En Vallejo el comunismo es un acto de voluntad que ayuda a posibilitar la trascendencia de la inercia personal, le otorga un sentido humano y una posibilidad esperanzadora a una vida que el capitalismo ha intentado cosificar con sus distintas formas de coacción. Por lo tanto, el comunismo es un acontecimiento, pues altera las reglas y normas establecidas por los grupos de poder.

Vich intenta sostener en todo el libro que la poética vallejiana “es una ética que surge de la idea comunista y que hace referencia a aquello que ha observado el exceso histórico de la opresión social y que ha optado por recanalizar dicho exceso en un verdadero proyecto de emancipación humana”.

Hay que tener en cuenta el comunismo fue introducido principalmente en nuestro país por José Carlos Mariátegui, maestro y gestor de un gran grupo de escritores e historiadores. Así como El Amauta, César Vallejo también fue bastante crítico con aquellos marxistas de manual que solo repetían aforismos y sentencias comunistas, sin conocer las condiciones históricas de un contexto determinado. Esto es muy importante, ya que nos da a entender que la propuesta de César Vallejo está direccionada hacia la trascendencia humana y social antes que a una ideología rígida.
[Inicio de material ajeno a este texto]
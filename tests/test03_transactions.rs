#![cfg(feature = "sqlite")]

use sql_facade::prelude::*;
use sql_facade::test_utils::{RecordingProvider, TEST_TABLE_DDL, sqlite_memory};
use tempfile::tempdir;

fn foo_values(result: &mut SelectResult) -> Vec<RowValues> {
    let mut values = Vec::new();
    while let Some(row) = result.fetch_row() {
        values.push(row.get("foo").cloned().unwrap_or(RowValues::Null));
    }
    values
}

fn text(value: &str) -> RowValues {
    RowValues::Text(value.to_string())
}

#[test]
fn rollback_discards_changes_made_in_the_transaction() -> Result<(), Box<dyn std::error::Error>> {
    let mut sql = SqlFacade::new(sqlite_memory(TEST_TABLE_DDL)?);
    let none = NamedParams::new();

    sql.insert(
        "INSERT into testtable (foo) VALUES (:foo)",
        &named_params! { "foo" => "myFirstValue" },
        None,
    )?;

    let tx = sql.begin_transaction()?;
    assert!(sql.in_transaction());
    sql.insert(
        "INSERT into testtable (foo) VALUES (:foo)",
        &named_params! { "foo" => "mySecondValue" },
        Some(&tx),
    )?;
    sql.update(
        "UPDATE testtable SET foo = :foo WHERE id = :id",
        &named_params! { "foo" => "myUpdatedFirstValue", "id" => 1 },
        Some(&tx),
    )?;

    let mut within = sql.select("SELECT * FROM testtable", &none, Some(&tx))?;
    assert_eq!(within.row_count(), 2);
    assert_eq!(
        within.fetch_numeric(),
        Some(vec![RowValues::Int(1), text("myUpdatedFirstValue")])
    );
    assert_eq!(
        within.fetch_numeric(),
        Some(vec![RowValues::Int(2), text("mySecondValue")])
    );

    sql.rollback(&tx)?;
    assert!(!sql.in_transaction());

    let mut after = sql.select("SELECT * FROM testtable", &none, None)?;
    assert_eq!(after.row_count(), 1);
    assert_eq!(
        after.fetch_numeric(),
        Some(vec![RowValues::Int(1), text("myFirstValue")])
    );
    Ok(())
}

#[test]
fn commit_keeps_changes_made_in_the_transaction() -> Result<(), Box<dyn std::error::Error>> {
    let mut sql = SqlFacade::new(sqlite_memory(TEST_TABLE_DDL)?);
    let none = NamedParams::new();
    let insert = PreparedQuery::new("INSERT into testtable (foo) VALUES (:foo)");

    sql.insert_prepared(&insert, &named_params! { "foo" => "myFirstValue" }, None)?;

    let tx = sql.begin_transaction()?;
    sql.insert_prepared(&insert, &named_params! { "foo" => "mySecondValue" }, Some(&tx))?;
    sql.update_prepared(
        &PreparedQuery::new("UPDATE testtable SET foo = :foo WHERE id = :id"),
        &named_params! { "foo" => "myUpdatedFirstValue", "id" => 1 },
        Some(&tx),
    )?;
    sql.commit(&tx)?;

    let mut after = sql.select("SELECT * FROM testtable ORDER BY id", &none, None)?;
    assert_eq!(after.row_count(), 2);
    assert_eq!(
        foo_values(&mut after),
        vec![text("myUpdatedFirstValue"), text("mySecondValue")]
    );
    Ok(())
}

#[test]
fn transaction_state_machine_rejects_misuse() -> Result<(), Box<dyn std::error::Error>> {
    let mut sql = SqlFacade::new(sqlite_memory(TEST_TABLE_DDL)?);
    let mut other = SqlFacade::new(sqlite_memory(TEST_TABLE_DDL)?);
    let none = NamedParams::new();
    let select = "SELECT * FROM testtable";

    let foreign = other.begin_transaction()?;
    assert!(matches!(
        sql.commit(&foreign),
        Err(SqlFacadeError::NoActiveTransaction)
    ));
    assert!(matches!(
        sql.rollback(&foreign),
        Err(SqlFacadeError::NoActiveTransaction)
    ));
    assert!(matches!(
        sql.select(select, &none, Some(&foreign)),
        Err(SqlFacadeError::UnexpectedTransactionArgument)
    ));

    let stale = sql.begin_transaction()?;
    assert!(matches!(
        sql.begin_transaction(),
        Err(SqlFacadeError::TransactionAlreadyActive)
    ));
    sql.commit(&stale)?;

    let current = sql.begin_transaction()?;
    assert_ne!(current, stale);
    assert!(matches!(
        sql.select(select, &none, None),
        Err(SqlFacadeError::MissingTransactionArgument)
    ));
    for token in [&stale, &foreign] {
        assert!(matches!(
            sql.select(select, &none, Some(token)),
            Err(SqlFacadeError::TransactionMismatch)
        ));
        assert!(matches!(
            sql.delete("DELETE FROM testtable", &none, Some(token)),
            Err(SqlFacadeError::TransactionMismatch)
        ));
        assert!(matches!(
            sql.commit(token),
            Err(SqlFacadeError::TransactionMismatch)
        ));
        assert!(matches!(
            sql.rollback(token),
            Err(SqlFacadeError::TransactionMismatch)
        ));
    }
    assert!(sql.in_transaction());
    sql.rollback(&current)?;
    other.rollback(&foreign)?;
    Ok(())
}

#[test]
fn execution_failure_inside_transaction_does_not_roll_back() -> Result<(), Box<dyn std::error::Error>>
{
    let provider = RecordingProvider::new(sqlite_memory(TEST_TABLE_DDL)?);
    let log = provider.log();
    let mut sql = SqlFacade::new(provider);
    let none = NamedParams::new();

    let tx = sql.begin_transaction()?;
    sql.insert(
        "INSERT INTO testtable (foo) VALUES (:foo)",
        &named_params! { "foo" => "kept" },
        Some(&tx),
    )?;
    let err = sql
        .insert(
            "INSERT INTO testtable (id, foo) VALUES (:id, :foo)",
            &named_params! { "id" => 1, "foo" => "duplicate" },
            Some(&tx),
        )
        .unwrap_err();
    assert!(matches!(err, SqlFacadeError::SqliteError(_)), "{err}");
    assert!(err.is_execution());

    assert!(sql.in_transaction());
    assert_eq!(log.rollbacks(), 0);
    let rows = sql.select("SELECT * FROM testtable", &none, Some(&tx))?;
    assert_eq!(rows.row_count(), 1);

    sql.rollback(&tx)?;
    assert_eq!(log.begins(), 1);
    assert_eq!(log.rollbacks(), 1);
    assert_eq!(log.commits(), 0);
    Ok(())
}

#[test]
fn uncommitted_changes_are_invisible_to_other_connections() -> Result<(), Box<dyn std::error::Error>>
{
    let dir = tempdir()?;
    let path = dir.path().join("isolation.db");
    let options = SqliteOptions::builder(path.to_string_lossy())
        .busy_timeout_ms(5000)
        .init_batch(
            "CREATE TABLE IF NOT EXISTS testtable (
                id INTEGER PRIMARY KEY AUTOINCREMENT,
                foo VARCHAR(80) NULL
            );",
        )
        .finish();
    let none = NamedParams::new();
    let all_rows = "SELECT * FROM testtable";

    let mut writer = SqlFacade::new(SqliteProvider::new(options.clone())?);
    let mut reader = SqlFacade::new(SqliteProvider::new(options)?);

    writer.insert(
        "INSERT INTO testtable (foo) VALUES (:foo)",
        &named_params! { "foo" => "before" },
        None,
    )?;
    assert_eq!(reader.select(all_rows, &none, None)?.row_count(), 1);

    let tx = writer.begin_transaction()?;
    writer.insert(
        "INSERT INTO testtable (foo) VALUES (:foo)",
        &named_params! { "foo" => "pending" },
        Some(&tx),
    )?;
    assert_eq!(writer.select(all_rows, &none, Some(&tx))?.row_count(), 2);
    assert_eq!(reader.select(all_rows, &none, None)?.row_count(), 1);

    writer.commit(&tx)?;
    assert_eq!(reader.select(all_rows, &none, None)?.row_count(), 2);
    Ok(())
}

#[test]
fn dropping_the_facade_rolls_back_an_open_transaction() -> Result<(), Box<dyn std::error::Error>> {
    let dir = tempdir()?;
    let path = dir.path().join("drop.db");
    let options = SqliteOptions::builder(path.to_string_lossy())
        .init_batch(
            "CREATE TABLE IF NOT EXISTS testtable (
                id INTEGER PRIMARY KEY AUTOINCREMENT,
                foo VARCHAR(80) NULL
            );",
        )
        .finish();

    let provider = RecordingProvider::new(SqliteProvider::new(options.clone())?);
    let log = provider.log();
    {
        let mut sql = SqlFacade::new(provider);
        let tx = sql.begin_transaction()?;
        sql.insert(
            "INSERT INTO testtable (foo) VALUES (:foo)",
            &named_params! { "foo" => "abandoned" },
            Some(&tx),
        )?;
    }
    assert_eq!(log.rollbacks(), 1);

    let mut sql = SqlFacade::new(SqliteProvider::new(options)?);
    let rows = sql.select("SELECT * FROM testtable", &NamedParams::new(), None)?;
    assert_eq!(rows.row_count(), 0);
    Ok(())
}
En esta parte también se plantea dos ideas:

  • El papel del artista consiste en dejar que la historia hable por su voz, llegando a todos por igual (inclusivos).
  • La voz poética es insuficiente para reflejar todos los acontecimientos.
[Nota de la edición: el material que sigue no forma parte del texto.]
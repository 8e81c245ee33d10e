//! Transactional query-execution facade over a single database connection.
//!
//! [`SqlFacade`] runs SELECT, INSERT, UPDATE and DELETE statements, each through its own entry
//! point that rejects queries of the wrong kind. Named `:parameters` are either inlined as
//! quoted literals or bound to a prepared statement compiled once per distinct query text.
//! At most one transaction is active at a time, identified by the [`Transaction`] token the
//! caller passes back to every statement inside it.
//!
//! The connection itself comes from a [`ConnectionProvider`]; with the default `sqlite`
//! feature, [`sqlite::SqliteProvider`] supplies one backed by rusqlite.

pub mod binder;
pub mod cache;
pub mod error;
pub mod facade;
pub mod placeholders;
pub mod prelude;
pub mod provider;
pub mod query;
pub mod results;
pub mod transaction;
pub mod types;

#[cfg(feature = "sqlite")]
pub mod sqlite;

#[cfg(feature = "test-utils")]
pub mod test_utils;

pub use error::SqlFacadeError;
pub use facade::SqlFacade;
pub use provider::{ConnectionHandle, ConnectionProvider, ExecutionOutcome};
pub use query::{PreparedQuery, QueryKind};
pub use results::{CustomDbRow, DeleteResult, InsertResult, ResultSet, SelectResult, UpdateResult};
pub use transaction::Transaction;
pub use types::{NamedParams, RowValues};
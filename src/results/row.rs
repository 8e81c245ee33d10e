use std::collections::HashMap;
use std::sync::Arc;

use crate::types::RowValues;

/// A row from a database query result
///
/// This struct represents a single row from a database query result,
/// with access to both the column names and the values.
#[derive(Debug, Clone, PartialEq)]
pub struct CustomDbRow {
    /// The column names for this row (shared across all rows in a result set)
    pub column_names: Arc<Vec<String>>,
    /// The values for this row, in column order
    pub values: Vec<RowValues>,
}

impl CustomDbRow {
    #[must_use]
    pub fn new(column_names: Arc<Vec<String>>, values: Vec<RowValues>) -> Self {
        Self {
            column_names,
            values,
        }
    }

    /// Get the index of a column by name
    #[must_use]
    pub fn get_column_index(&self, column_name: &str) -> Option<usize> {
        self.column_names.iter().position(|col| col == column_name)
    }

    /// Get a value from the row by column name
    ///
    /// Returns `None` if the column wasn't found.
    #[must_use]
    pub fn get(&self, column_name: &str) -> Option<&RowValues> {
        self.get_column_index(column_name)
            .and_then(|idx| self.values.get(idx))
    }

    /// Get a value from the row by column index
    #[must_use]
    pub fn get_by_index(&self, index: usize) -> Option<&RowValues> {
        self.values.get(index)
    }

    /// Consume the row into its values by position.
    #[must_use]
    pub fn into_values(self) -> Vec<RowValues> {
        self.values
    }

    /// Consume the row into a column name to value mapping.
    ///
    /// With duplicate column names the rightmost value wins.
    #[must_use]
    pub fn into_assoc(self) -> HashMap<String, RowValues> {
        self.column_names
            .iter()
            .cloned()
            .zip(self.values)
            .collect()
    }
}
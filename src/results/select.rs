use std::collections::HashMap;
use std::sync::Arc;
use std::vec;

use super::result_set::ResultSet;
use super::row::CustomDbRow;
use crate::types::RowValues;

/// Rows produced by a SELECT, read through a single forward cursor.
///
/// [`fetch_numeric`](Self::fetch_numeric) and [`fetch_assoc`](Self::fetch_assoc) advance the
/// same cursor, so mixing them interleaves rows rather than reading the set twice.
#[derive(Debug)]
pub struct SelectResult {
    column_names: Arc<Vec<String>>,
    row_count: usize,
    cursor: vec::IntoIter<CustomDbRow>,
}

impl SelectResult {
    #[must_use]
    pub fn new(rows: ResultSet) -> Self {
        let column_names = Arc::clone(rows.get_column_names());
        let row_count = rows.len();
        Self {
            column_names,
            row_count,
            cursor: rows.results.into_iter(),
        }
    }

    /// Next row as values by column position, or `None` once exhausted.
    pub fn fetch_numeric(&mut self) -> Option<Vec<RowValues>> {
        self.cursor.next().map(CustomDbRow::into_values)
    }

    /// Next row as a column name to value mapping, or `None` once exhausted.
    pub fn fetch_assoc(&mut self) -> Option<HashMap<String, RowValues>> {
        self.cursor.next().map(CustomDbRow::into_assoc)
    }

    /// Next row with both positional and by-name access, or `None` once exhausted.
    pub fn fetch_row(&mut self) -> Option<CustomDbRow> {
        self.cursor.next()
    }

    /// Number of rows the statement produced. Unaffected by fetching.
    #[must_use]
    pub fn row_count(&self) -> usize {
        self.row_count
    }

    #[must_use]
    pub fn column_names(&self) -> &[String] {
        &self.column_names
    }
}
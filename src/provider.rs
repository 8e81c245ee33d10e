//! The capability the facade consumes from a database driver.
//!
//! A [`ConnectionProvider`] opens one live [`ConnectionHandle`]; the facade opens it lazily on
//! first use and holds it for its own lifetime. Handles own the low-level primitives: raw and
//! compiled execution, literal quoting, transaction control and last-insert-id reporting.

use crate::binder::BindMap;
use crate::error::SqlFacadeError;
use crate::results::ResultSet;

/// Raw facts reported by a handle after executing one statement.
#[derive(Debug, Clone, Default)]
pub struct ExecutionOutcome {
    /// Rows changed by the statement, or rows produced when it returned a result set.
    pub affected_rows: u64,
    /// Materialized rows, present when the statement produced a result set.
    pub rows: Option<ResultSet>,
}

impl ExecutionOutcome {
    #[must_use]
    pub fn affected(affected_rows: u64) -> Self {
        Self {
            affected_rows,
            rows: None,
        }
    }

    #[must_use]
    pub fn with_rows(rows: ResultSet) -> Self {
        Self {
            affected_rows: rows.len() as u64,
            rows: Some(rows),
        }
    }
}

/// Opens connections. Construction parameters belong to the implementor.
pub trait ConnectionProvider {
    type Handle: ConnectionHandle;

    /// Open a new live connection.
    ///
    /// # Errors
    ///
    /// Returns the driver's connection failure.
    fn connect(&self) -> Result<Self::Handle, SqlFacadeError>;
}

/// A live connection.
///
/// Every error is passed to the caller of the facade unchanged.
pub trait ConnectionHandle {
    /// Driver representation of a compiled statement.
    type Compiled;

    fn begin_transaction(&mut self) -> Result<(), SqlFacadeError>;

    fn commit(&mut self) -> Result<(), SqlFacadeError>;

    fn rollback(&mut self) -> Result<(), SqlFacadeError>;

    /// Execute fully bound query text.
    fn execute_raw(&mut self, sql: &str) -> Result<ExecutionOutcome, SqlFacadeError>;

    /// Compile query text with named placeholders for repeated execution.
    fn prepare(&mut self, sql: &str) -> Result<Self::Compiled, SqlFacadeError>;

    /// Execute a compiled statement, binding each `:name` entry of `binds` it declares.
    fn execute_compiled(
        &mut self,
        statement: &Self::Compiled,
        binds: &BindMap,
    ) -> Result<ExecutionOutcome, SqlFacadeError>;

    /// Quote a string as a SQL literal under the driver's rules.
    fn quote_literal(&self, value: &str) -> String;

    /// Id of the first row inserted by the most recent INSERT.
    fn last_insert_id(&self) -> Result<i64, SqlFacadeError>;
}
Vich menciona que Vallejo inicia “España, aparta de mí este cáliz” para registrar la experiencia de los vencidos, pues era consciente que la guerra había comenzado a perderse. Elabora una analogía entre la tragedia de la guerra de España con el rompimiento del lenguaje poético.
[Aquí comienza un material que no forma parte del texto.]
use std::fmt;
use std::sync::{Arc, Mutex, MutexGuard};
use std::time::Duration;

use rusqlite::hooks::Action;
use rusqlite::{Connection, Statement};
use tracing::debug;

use crate::binder::BindMap;
use crate::error::SqlFacadeError;
use crate::provider::{ConnectionHandle, ConnectionProvider, ExecutionOutcome};

use super::config::SqliteOptions;
use super::params::{quote_literal, row_value_to_sqlite_value};
use super::query::build_result_set;

/// Connection provider backed by rusqlite.
#[derive(Debug, Clone)]
pub struct SqliteProvider {
    options: SqliteOptions,
}

impl SqliteProvider {
    /// # Errors
    ///
    /// Returns `SqlFacadeError::ConfigError` if the options are invalid.
    pub fn new(options: SqliteOptions) -> Result<Self, SqlFacadeError> {
        options.validate()?;
        Ok(Self { options })
    }

    #[must_use]
    pub fn options(&self) -> &SqliteOptions {
        &self.options
    }
}

impl ConnectionProvider for SqliteProvider {
    type Handle = SqliteHandle;

    fn connect(&self) -> Result<SqliteHandle, SqlFacadeError> {
        let opts = &self.options;
        let conn = Connection::open(&opts.db_path).map_err(|e| {
            SqlFacadeError::ConnectionError(format!(
                "failed to open SQLite database {}: {e}",
                opts.db_path
            ))
        })?;
        conn.set_prepared_statement_cache_capacity(opts.statement_cache_capacity);
        if let Some(millis) = opts.busy_timeout_ms {
            conn.busy_timeout(Duration::from_millis(millis))?;
        }
        if opts.journal_wal {
            conn.execute_batch("PRAGMA journal_mode = WAL;")?;
        }
        if let Some(init) = &opts.init_batch {
            conn.execute_batch(init)?;
        }
        let inserted = Arc::new(Mutex::new(InsertedRows::default()));
        let sink = Arc::clone(&inserted);
        conn.update_hook(Some(
            move |action: Action, _db: &str, table: &str, rowid: i64| {
                if action == Action::SQLITE_INSERT {
                    lock_rows(&sink).record(table, rowid);
                }
            },
        ))?;
        debug!(db_path = %opts.db_path, "opened SQLite connection");
        Ok(SqliteHandle {
            conn,
            inserted,
            cache_capacity: opts.statement_cache_capacity,
            compiled: 0,
        })
    }
}

/// Compiled `SQLite` statement.
///
/// rusqlite statements borrow their connection, so the handle keeps the query text and
/// re-fetches the compiled form from the connection's statement cache on each execution.
#[derive(Debug, Clone, PartialEq, Eq)]
pub struct SqliteStatement {
    sql: Arc<str>,
}

impl SqliteStatement {
    #[must_use]
    pub fn sql(&self) -> &str {
        &self.sql
    }
}

/// Rowids inserted by the current statement, as reported by the update hook.
#[derive(Debug, Default)]
struct InsertedRows {
    // (table, first rowid, latest rowid) in order of first insert
    tables: Vec<(String, i64, i64)>,
}

impl InsertedRows {
    fn record(&mut self, table: &str, rowid: i64) {
        match self.tables.iter_mut().find(|(name, _, _)| name == table) {
            Some(entry) => entry.2 = rowid,
            None => self.tables.push((table.to_owned(), rowid, rowid)),
        }
    }

    fn clear(&mut self) {
        self.tables.clear();
    }

    /// First rowid inserted into the table whose latest insert was `last`.
    fn first_for(&self, last: i64) -> Option<i64> {
        self.tables
            .iter()
            .find(|(_, _, latest)| *latest == last)
            .map(|(_, first, _)| *first)
    }
}

fn lock_rows(rows: &Mutex<InsertedRows>) -> MutexGuard<'_, InsertedRows> {
    match rows.lock() {
        Ok(guard) => guard,
        Err(poisoned) => poisoned.into_inner(),
    }
}

/// A live rusqlite connection.
pub struct SqliteHandle {
    conn: Connection,
    inserted: Arc<Mutex<InsertedRows>>,
    // rusqlite's statement cache is an LRU; it is kept at least as large as the number of
    // statements compiled through `prepare` so none of them is silently recompiled.
    cache_capacity: usize,
    compiled: usize,
}

impl SqliteHandle {
    /// Current capacity of rusqlite's statement cache on this connection.
    #[must_use]
    pub fn statement_cache_capacity(&self) -> usize {
        self.cache_capacity
    }

    fn execute_batch(&mut self, sql: &str) -> Result<(), SqlFacadeError> {
        self.conn
            .execute_batch(sql)
            .map_err(SqlFacadeError::SqliteError)
    }
}

fn run_statement(stmt: &mut Statement<'_>) -> Result<ExecutionOutcome, SqlFacadeError> {
    if stmt.column_count() > 0 {
        Ok(ExecutionOutcome::with_rows(build_result_set(stmt)?))
    } else {
        let affected = stmt.raw_execute()?;
        Ok(ExecutionOutcome::affected(affected as u64))
    }
}

impl ConnectionHandle for SqliteHandle {
    type Compiled = SqliteStatement;

    fn begin_transaction(&mut self) -> Result<(), SqlFacadeError> {
        self.execute_batch("BEGIN")
    }

    fn commit(&mut self) -> Result<(), SqlFacadeError> {
        self.execute_batch("COMMIT")
    }

    fn rollback(&mut self) -> Result<(), SqlFacadeError> {
        self.execute_batch("ROLLBACK")
    }

    fn execute_raw(&mut self, sql: &str) -> Result<ExecutionOutcome, SqlFacadeError> {
        lock_rows(&self.inserted).clear();
        let mut stmt = self.conn.prepare(sql)?;
        run_statement(&mut stmt)
    }

    fn prepare(&mut self, sql: &str) -> Result<SqliteStatement, SqlFacadeError> {
        let needed = self.compiled + 1;
        if needed > self.cache_capacity {
            self.conn.set_prepared_statement_cache_capacity(needed);
            self.cache_capacity = needed;
            debug!(capacity = needed, "grew SQLite statement cache");
        }
        // Compile now so syntax errors surface at prepare time; the cached form is reused.
        drop(self.conn.prepare_cached(sql)?);
        self.compiled = needed;
        Ok(SqliteStatement {
            sql: Arc::from(sql),
        })
    }

    fn execute_compiled(
        &mut self,
        statement: &SqliteStatement,
        binds: &BindMap,
    ) -> Result<ExecutionOutcome, SqlFacadeError> {
        lock_rows(&self.inserted).clear();
        let mut stmt = self.conn.prepare_cached(statement.sql())?;
        for (name, value) in binds.iter() {
            if let Some(idx) = stmt.parameter_index(name)? {
                stmt.raw_bind_parameter(idx, row_value_to_sqlite_value(value))?;
            }
        }
        run_statement(&mut stmt)
    }

    fn quote_literal(&self, value: &str) -> String {
        quote_literal(value)
    }

    /// The rowid of the first row the last statement inserted into its target table.
    ///
    /// `last_insert_rowid` names the final row of the statement; the update hook records the
    /// first rowid seen for the same table, whatever order the ids came in. Tables without
    /// rowids, and statements that inserted nothing, report `last_insert_rowid` unchanged.
    fn last_insert_id(&self) -> Result<i64, SqlFacadeError> {
        let last = self.conn.last_insert_rowid();
        Ok(lock_rows(&self.inserted).first_for(last).unwrap_or(last))
    }
}

impl fmt::Debug for SqliteHandle {
    fn fmt(&self, f: &mut fmt::Formatter<'_>) -> fmt::Result {
        f.debug_struct("SqliteHandle")
            .field("conn", &self.conn)
            .field("cache_capacity", &self.cache_capacity)
            .field("compiled", &self.compiled)
            .finish()
    }
}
La epicidad es un rasgo importante en este poemario, pues con ella se intenta representar los inmensos proyectos colectivos y solidarios. A ello hay que unir el sentido religioso (referencias bíblicas) presente en sus discursos poéticos y que le otorga un rasgo mesiánico a la visión comunista.

En “Un poeta de las causas perdidas”, se menciona que el sujeto de la poética vallejiana es un sujeto de la voluntad, y que se vuelve “hombre humano” cuando opta por ser fiel a una verdad universal y se ve involucrado a un acontecimiento. Es innegable que Vallejo enriquece su poesía debido a sus ideas políticas, a diferencia de otros autores.

En “España, aparte de mí este cáliz”, Vallejo utiliza un conjunto de personajes entrañables que defienden su verdad (una postura comunista) hasta después de muertos. Son personajes que buscan consolidar una verdad antidogmática en proceso de construcción. Quizás el más memorable sea Pedro Rojas, quien comunica su muerte, alentando a la comunidad para que subyuguen la injusticia y logren cambiar el orden social, además de realizar algo muy importante: sobrevivir en la oralidad. No hay que olvidar que la invasión europea representó en nuestra cultura la derrota de la oralidad, y que a través de esta (tal como decía Pablo Macera), se reconstruye una patria, recupera un pasado y se delinea una utopía. Recomiendo como lectura el análisis que hace Antonio Cornejo Polar sobre Pedro Rojas en su libro “Escribir en el aire” donde se plantea el imposible retorno a la oralidad.

Para finalizar, cabe decir que en Vallejo la poesía trasciende su función puramente estética para proyectarse en algo más totalizante: alcanzar el hombre humano (justo, solidario, integrado y crítico). Todo ello va acompañado de una transformación social tanto en el opresor como en el oprimido (perspectiva humanista). Asimismo, su poética es una práctica que muestra el intento comunista de evolucionar socialmente, de tener un compromiso mayor con la verdad y de nunca olvidar que todo buen arte está instalado en la imposibilidad de morir.

Hay que leer “César Vallejo, un poeta del acontecimiento” de Víctor Vich. La crítica literaria es también una forma de acariciar los detalles que para cualquier lector pasarían inadvertidos. La crítica literaria también es una creación.